__Task requirements__
Beneath this instruction is a block of data; output from it exactly the lines that run from the one containing "a Docker client." through the one containing "local engine socket.", inclusive.

+===+

// ABOUTME: Engine info trait for the gateway.
// ABOUTME: Query engine version, memory, and architecture for preflight.

use super::sealed::Sealed;
use super::shared_types::EngineMetadata;
use async_trait::async_trait;

/// Engine metadata operations.
#[async_trait]
pub trait RuntimeInfo: Sealed + Send + Sync {
    /// Get engine version, total memory, and architecture.
    async fn info(&self) -> Result<EngineMetadata, RuntimeInfoError>;

    /// Ping the engine to check connectivity.
    async fn ping(&self) -> Result<(), RuntimeInfoError>;
}

/// Errors from engine info operations.
#[derive(Debug, thiserror::Error)]
pub enum RuntimeInfoError {
    #[error("connection failed: {0}")]
    ConnectionFailed(String),

    #[error("engine error: {0}")]
    Engine(String),
}
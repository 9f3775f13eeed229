// ABOUTME: Container engine gateway: capability traits, bollard adapter, detection.
// ABOUTME: The orchestrator sees only the traits; bollard is the sole implementation.

mod bollard;
mod detection;
mod error;
pub(crate) mod traits;
mod types;

pub use bollard::BollardGateway;
pub use detection::{DetectionError, detect_local};
pub use error::{RuntimeError, RuntimeErrorKind};
pub use traits::*;
pub use types::{DetectedRuntime, RuntimeConfig, RuntimeType};
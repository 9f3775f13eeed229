// ABOUTME: The pure reducer: commands and poll results folded into StackState.
// ABOUTME: Phase guards are an ordered list; the first matching guard wins.

use super::state::{ImageAvailability, Phase, ServiceObservation, ServiceState, StackState};
use crate::catalog::ServiceKind;
use chrono::Utc;

/// Everything that can change the stack state.
///
/// Commands mutate the phase optimistically before their side effects land;
/// `Refresh` and `ImagesRefreshed` carry what a poll tick observed. The
/// reducer performs no I/O.
#[derive(Debug, Clone)]
pub enum Event {
    /// A container-state poll completed.
    Refresh(Vec<ServiceObservation>),
    /// An image-availability poll completed.
    ImagesRefreshed(Vec<(ServiceKind, ImageAvailability)>),
    /// The operator requested `setup`.
    InstallRequested,
    /// The operator requested `run`.
    StartRequested,
    /// The operator requested `stop`.
    StopRequested,
}

/// Apply an event to the state.
///
/// This is the single synchronization point: callers serialize access through
/// one lock, and every transition goes through here.
pub fn reduce(state: &mut StackState, event: Event) {
    // Errors are a snapshot of problems noticed this pass, not a log
    state.errors.clear();

    match event {
        Event::Refresh(observations) => {
            for observed in observations {
                let entry = state.service_mut(observed.kind);
                entry.container_id = observed.container_id;
                entry.state = observed.state;
                entry.status = observed.status;
                entry.host_port = observed.host_port;
                // Image availability is owned by the image poll; a container
                // poll says nothing about it
            }
            state.refreshed_at = Some(Utc::now());
            state.phase = next_phase(state.phase, &state.services, &mut state.errors);
        }
        Event::ImagesRefreshed(availability) => {
            for (kind, image) in availability {
                state.service_mut(kind).image = image;
            }
            state.refreshed_at = Some(Utc::now());
            state.phase = next_phase(state.phase, &state.services, &mut state.errors);
        }
        Event::InstallRequested => {
            state.phase = Phase::Installing;
        }
        Event::StartRequested => {
            state.phase = Phase::Starting;
        }
        Event::StopRequested => {
            state.phase = Phase::Stopping;
        }
    }
}

/// Compute the next phase from the observation snapshot and the previous
/// phase. Guards are evaluated in order; the first match wins, so the
/// ordering here is behavior, not style.
fn next_phase(prev: Phase, services: &[ServiceObservation], errors: &mut Vec<String>) -> Phase {
    use ServiceState::*;

    // 1. Every service satisfied its health contract
    if services.iter().all(|s| s.state == Ready) {
        return Phase::UpAndRunning;
    }

    // 2./3. A teardown in progress holds until every container is gone, then
    // lands on Installed (images remain local), never back on NotActive
    if prev == Phase::Stopping {
        if services.iter().all(|s| s.state == NoContainer) {
            return Phase::Installed;
        }
        return Phase::Stopping;
    }

    // 4. Anything running but not everything ready: still starting
    if services.iter().any(|s| s.state == Running) {
        return Phase::Starting;
    }

    // 5. Everything exited: leftover containers from a previous run
    if services.iter().all(|s| s.state == Exited) {
        errors.push(
            "containers were not properly removed - stop to remove them".to_string(),
        );
        return Phase::Error;
    }

    // 6. Any dead or exited service while nothing runs
    if services.iter().any(|s| matches!(s.state, Dead | Exited)) {
        for s in services.iter().filter(|s| matches!(s.state, Dead | Exited)) {
            errors.push(format!(
                "service {} is {} - stop to clean up",
                s.kind,
                if s.state == Dead { "dead" } else { "exited" }
            ));
        }
        return Phase::Error;
    }

    // 7./8. No containers at all: installed or idle, depending on images
    if services.iter().all(|s| s.state == NoContainer) {
        if services
            .iter()
            .all(|s| s.image == ImageAvailability::Downloaded)
        {
            return Phase::Installed;
        }
        if prev == Phase::Installing {
            // A failed pull sends setup back to idle so it can be retried;
            // otherwise downloads are still in flight
            if services
                .iter()
                .any(|s| s.image == ImageAvailability::Error)
            {
                errors.push("image download failed - run setup again to retry".to_string());
                return Phase::NotActive;
            }
            return Phase::Installing;
        }
        return Phase::NotActive;
    }

    // 9. Transitional states only (created, restarting, removing): hold
    prev
}
// ABOUTME: Image operations trait for the engine gateway.
// ABOUTME: Pull images and check local availability.

use super::sealed::Sealed;
use super::shared_types::ImageSummary;
use crate::types::ImageRef;
use async_trait::async_trait;

/// Image operations: pull and local availability.
#[async_trait]
pub trait ImageOps: Sealed + Send + Sync {
    /// Pull an image from its registry. Long-running; consumes the whole
    /// progress stream before returning.
    async fn pull_image(&self, reference: &ImageRef) -> Result<(), ImageError>;

    /// Check if an image exists locally.
    async fn image_exists(&self, reference: &ImageRef) -> Result<bool, ImageError>;

    /// List local images matching any of the given references.
    async fn list_images(&self, references: &[ImageRef]) -> Result<Vec<ImageSummary>, ImageError>;
}

/// Errors from image operations.
#[derive(Debug, thiserror::Error)]
pub enum ImageError {
    #[error("image not found: {0}")]
    NotFound(String),

    #[error("pull failed: {0}")]
    PullFailed(String),

    #[error("engine error: {0}")]
    Engine(String),
}
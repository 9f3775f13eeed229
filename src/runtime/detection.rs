// ABOUTME: Local engine detection logic.
// ABOUTME: Checks for Podman sockets first, then Docker.

use super::types::{DetectedRuntime, RuntimeConfig, RuntimeType};
use std::path::Path;

const ROOTFUL_PODMAN: &str = "/run/podman/podman.sock";
const DOCKER_SOCKET: &str = "/var/run/docker.sock";

/// Error during engine detection.
#[derive(Debug, thiserror::Error)]
pub enum DetectionError {
    #[error("no container engine found (checked Podman and Docker sockets)")]
    NoRuntimeFound,
}

/// Detect the container engine on the local system.
///
/// An explicit override in `config` takes precedence. Otherwise, detection
/// order:
/// 1. Rootless Podman socket (`/run/user/$UID/podman/podman.sock`)
/// 2. Rootful Podman socket (`/run/podman/podman.sock`)
/// 3. Docker socket (`/var/run/docker.sock`)
pub fn detect_local(config: Option<&RuntimeConfig>) -> Result<DetectedRuntime, DetectionError> {
    if let Some(cfg) = config
        && let Some(runtime_type) = cfg.runtime
    {
        let socket_path = cfg
            .socket
            .clone()
            .unwrap_or_else(|| default_socket_path(runtime_type));
        return Ok(DetectedRuntime {
            runtime_type,
            socket_path,
        });
    }

    // 1. Rootless Podman
    if let Some(uid) = get_uid() {
        let rootless_socket = format!("/run/user/{}/podman/podman.sock", uid);
        if Path::new(&rootless_socket).exists() {
            return Ok(DetectedRuntime {
                runtime_type: RuntimeType::Podman,
                socket_path: rootless_socket,
            });
        }
    }

    // 2. Rootful Podman
    if Path::new(ROOTFUL_PODMAN).exists() {
        return Ok(DetectedRuntime {
            runtime_type: RuntimeType::Podman,
            socket_path: ROOTFUL_PODMAN.to_string(),
        });
    }

    // 3. Docker
    if Path::new(DOCKER_SOCKET).exists() {
        return Ok(DetectedRuntime {
            runtime_type: RuntimeType::Docker,
            socket_path: DOCKER_SOCKET.to_string(),
        });
    }

    Err(DetectionError::NoRuntimeFound)
}

fn default_socket_path(runtime_type: RuntimeType) -> String {
    match runtime_type {
        RuntimeType::Docker => DOCKER_SOCKET.to_string(),
        RuntimeType::Podman => ROOTFUL_PODMAN.to_string(),
    }
}

fn get_uid() -> Option<String> {
    std::env::var("UID").ok().or_else(|| {
        // Fall back to reading /proc/self/status
        std::fs::read_to_string("/proc/self/status")
            .ok()
            .and_then(|s| {
                s.lines()
                    .find(|l| l.starts_with("Uid:"))
                    .and_then(|l| l.split_whitespace().nth(1))
                    .map(|s| s.to_string())
            })
    })
}
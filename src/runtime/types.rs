// ABOUTME: Runtime type definitions for Docker and Podman.
// ABOUTME: Includes RuntimeType enum and DetectedRuntime struct.

use serde::{Deserialize, Serialize};

/// The container engine type.
#[derive(Debug, Clone, Copy, PartialEq, Eq, Serialize, Deserialize)]
#[serde(rename_all = "lowercase")]
pub enum RuntimeType {
    Docker,
    Podman,
}

impl std::fmt::Display for RuntimeType {
    fn fmt(&self, f: &mut std::fmt::Formatter<'_>) -> std::fmt::Result {
        match self {
            RuntimeType::Docker => write!(f, "docker"),
            RuntimeType::Podman => write!(f, "podman"),
        }
    }
}

/// Detected engine information.
#[derive(Debug, Clone)]
pub struct DetectedRuntime {
    /// The type of engine detected.
    pub runtime_type: RuntimeType,
    /// Path to the engine socket.
    pub socket_path: String,
}

/// Configuration for explicit runtime override.
#[derive(Debug, Clone, Default, Deserialize)]
pub struct RuntimeConfig {
    /// Explicit engine type (overrides auto-detection).
    pub runtime: Option<RuntimeType>,
    /// Explicit socket path (overrides default).
    pub socket: Option<String>,
}
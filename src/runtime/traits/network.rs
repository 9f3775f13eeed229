// ABOUTME: Network operations trait for the engine gateway.
// ABOUTME: Inspect-or-create semantics for the stack's private network.

use super::sealed::Sealed;
use super::shared_types::NetworkConfig;
use crate::types::NetworkId;
use async_trait::async_trait;

/// Network operations.
#[async_trait]
pub trait NetworkOps: Sealed + Send + Sync {
    /// Ensure a network with the given name exists, creating it if needed.
    ///
    /// Must tolerate the race where another actor creates the network between
    /// the existence check and the create call.
    async fn ensure_network(&self, config: &NetworkConfig) -> Result<NetworkId, NetworkError>;

    /// Check if a network exists.
    async fn network_exists(&self, name: &str) -> Result<bool, NetworkError>;
}

/// Errors from network operations.
#[derive(Debug, thiserror::Error)]
pub enum NetworkError {
    #[error("network not found: {0}")]
    NotFound(String),

    #[error("network already exists: {0}")]
    AlreadyExists(String),

    #[error("engine error: {0}")]
    Engine(String),
}
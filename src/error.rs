// ABOUTME: Application-wide error types for stackdock.
// ABOUTME: Uses thiserror for ergonomic error handling.

use crate::stack::StackError;
use thiserror::Error;

#[derive(Debug, Error)]
pub enum Error {
    #[error("unknown profile: {0}")]
    UnknownProfile(String),

    #[error(
        "architecture {arch} is not supported by profile {profile} (supported: {supported})"
    )]
    UnsupportedArchitecture {
        arch: String,
        profile: String,
        supported: String,
    },

    #[error(transparent)]
    Runtime(#[from] crate::runtime::RuntimeError),

    #[error(transparent)]
    Stack(#[from] StackError),

    #[error("I/O error: {0}")]
    Io(#[from] std::io::Error),

    #[error("YAML parse error: {0}")]
    Yaml(#[from] serde_yaml::Error),
}

pub type Result<T> = std::result::Result<T, Error>;
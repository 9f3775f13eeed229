// ABOUTME: Static service catalog: the fixed stack topology per deployment profile.
// ABOUTME: Service definitions, run specs, start-order stages, probe policies.

mod profiles;

pub use profiles::Profile;

use crate::probe::ProbePolicy;
use crate::types::ImageRef;
use nonempty::NonEmpty;
use serde::Serialize;
use std::fmt;
use std::str::FromStr;

/// Name of the private bridge network every stack container joins.
pub const STACK_NETWORK: &str = "stackdock";

/// The closed set of services making up the stack.
///
/// `as_str()` doubles as the container name and the DNS name other services
/// use to reach it on the stack network.
#[derive(Debug, Clone, Copy, PartialEq, Eq, Hash, Serialize)]
#[serde(rename_all = "kebab-case")]
pub enum ServiceKind {
    Db,
    Broker,
    Search,
    Transform,
    Repository,
    Proxy,
    WebApp,
}

impl ServiceKind {
    pub fn as_str(&self) -> &'static str {
        match self {
            ServiceKind::Db => "db",
            ServiceKind::Broker => "broker",
            ServiceKind::Search => "search",
            ServiceKind::Transform => "transform",
            ServiceKind::Repository => "repository",
            ServiceKind::Proxy => "proxy",
            ServiceKind::WebApp => "web-app",
        }
    }
}

impl fmt::Display for ServiceKind {
    fn fmt(&self, f: &mut fmt::Formatter<'_>) -> fmt::Result {
        write!(f, "{}", self.as_str())
    }
}

/// A host-port publication a service offers when ports are exposed.
#[derive(Debug, Clone, Copy, PartialEq, Eq)]
pub struct PortSpec {
    pub host_port: u16,
    pub container_port: u16,
}

/// Runtime options for launching one service container.
#[derive(Debug, Clone)]
pub struct RunSpec {
    /// Environment variables, in the order they are passed to the engine.
    pub env: Vec<(String, String)>,
    /// Memory limit in bytes.
    pub memory_bytes: u64,
    /// Host-port publication, applied only when the operator exposes ports.
    pub port: Option<PortSpec>,
    /// Command override (None uses the image CMD).
    pub command: Option<Vec<String>>,
}

/// One member of the stack topology.
#[derive(Debug, Clone)]
pub struct ServiceDefinition {
    pub kind: ServiceKind,
    pub image: ImageRef,
    pub run: RunSpec,
    /// Start-order group: lower groups must be running before higher groups
    /// are deployed.
    pub start_group: u8,
    pub probe: ProbePolicy,
}

/// Services that may be deployed concurrently, in deployment order.
#[derive(Debug, Clone)]
pub struct StageGroup {
    pub order: u8,
    pub services: Vec<ServiceKind>,
}

/// The resolved catalog for a profile: the ordered service list plus the
/// precomputed ascending stage groups.
#[derive(Debug, Clone)]
pub struct Catalog {
    profile: Profile,
    services: Vec<ServiceDefinition>,
    stages: NonEmpty<StageGroup>,
}

impl Catalog {
    /// Resolve the catalog for a deployment profile.
    ///
    /// Stage groups are computed here, once, rather than re-derived from the
    /// flat `start_group` fields on every deploy.
    pub fn for_profile(profile: Profile) -> Self {
        let services = profiles::definitions(profile);

        let mut orders: Vec<u8> = services.iter().map(|s| s.start_group).collect();
        orders.sort_unstable();
        orders.dedup();

        let groups: Vec<StageGroup> = orders
            .into_iter()
            .map(|order| StageGroup {
                order,
                services: services
                    .iter()
                    .filter(|s| s.start_group == order)
                    .map(|s| s.kind)
                    .collect(),
            })
            .collect();

        let stages = NonEmpty::from_vec(groups)
            .expect("a profile always defines at least one service");

        Self {
            profile,
            services,
            stages,
        }
    }

    pub fn profile(&self) -> Profile {
        self.profile
    }

    /// Services in catalog order (the order observations are rendered in).
    pub fn services(&self) -> &[ServiceDefinition] {
        &self.services
    }

    /// Stage groups in ascending deployment order.
    pub fn stages(&self) -> &NonEmpty<StageGroup> {
        &self.stages
    }

    pub fn get(&self, kind: ServiceKind) -> &ServiceDefinition {
        self.services
            .iter()
            .find(|s| s.kind == kind)
            .expect("catalog contains every service kind it stages")
    }

    /// All image references in the catalog, in catalog order.
    pub fn images(&self) -> Vec<ImageRef> {
        self.services.iter().map(|s| s.image.clone()).collect()
    }
}

/// Error for an unrecognized profile name on the CLI.
#[derive(Debug, thiserror::Error)]
#[error("unknown profile: {0}")]
pub struct UnknownProfile(pub String);

impl FromStr for Profile {
    type Err = UnknownProfile;

    fn from_str(s: &str) -> Result<Self, Self::Err> {
        match s {
            "community-7.2" => Ok(Profile::Community72),
            other => Err(UnknownProfile(other.to_string())),
        }
    }
}
impl BollardGateway {
    /// Create a new gateway from a Docker client.
    pub fn new(client: Docker, runtime_type: RuntimeType) -> Self {
        Self {
            client,
            runtime_type,
        }
    }

    /// Connect to a container engine using detected runtime info.
    ///
    /// Use with `detect_local()` to connect to the local engine socket.
    pub fn connect(info: &super::types::DetectedRuntime) -> Result<Self, RuntimeInfoError> {
        let client =
            Docker::connect_with_unix(&info.socket_path, 120, bollard::API_DEFAULT_VERSION)
                .map_err(|e| RuntimeInfoError::ConnectionFailed(e.to_string()))?;
        Ok(Self::new(client, info.runtime_type))
    }

    /// Get the engine type (Docker or Podman).
    pub fn runtime_type(&self) -> RuntimeType {
        self.runtime_type
    }
}

impl Sealed for BollardGateway {}

#[async_trait]
impl RuntimeInfo for BollardGateway {
    async fn info(&self) -> Result<EngineMetadata, RuntimeInfoError> {
        let info = self
            .client
            .info()
            .await
            .map_err(|e| RuntimeInfoError::ConnectionFailed(e.to_string()))?;

        let name = match self.runtime_type {
            RuntimeType::Docker => "Docker".to_string(),
            RuntimeType::Podman => "Podman".to_string(),
        };

        Ok(EngineMetadata {
            name,
            version: info.server_version.unwrap_or_default(),
            mem_total: info.mem_total.unwrap_or(0).max(0) as u64,
            architecture: info.architecture.unwrap_or_default(),
        })
    }

    async fn ping(&self) -> Result<(), RuntimeInfoError> {
        self.client
            .ping()
            .await
            .map_err(|e| RuntimeInfoError::ConnectionFailed(e.to_string()))?;
        Ok(())
    }
}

+===+

__Solution to the exercise__
    /// Create a new gateway from a Docker client.
    pub fn new(client: Docker, runtime_type: RuntimeType) -> Self {
        Self {
            client,
            runtime_type,
        }
    }

    /// Connect to a container engine using detected runtime info.
    ///
    /// Use with `detect_local()` to connect to the local engine socket.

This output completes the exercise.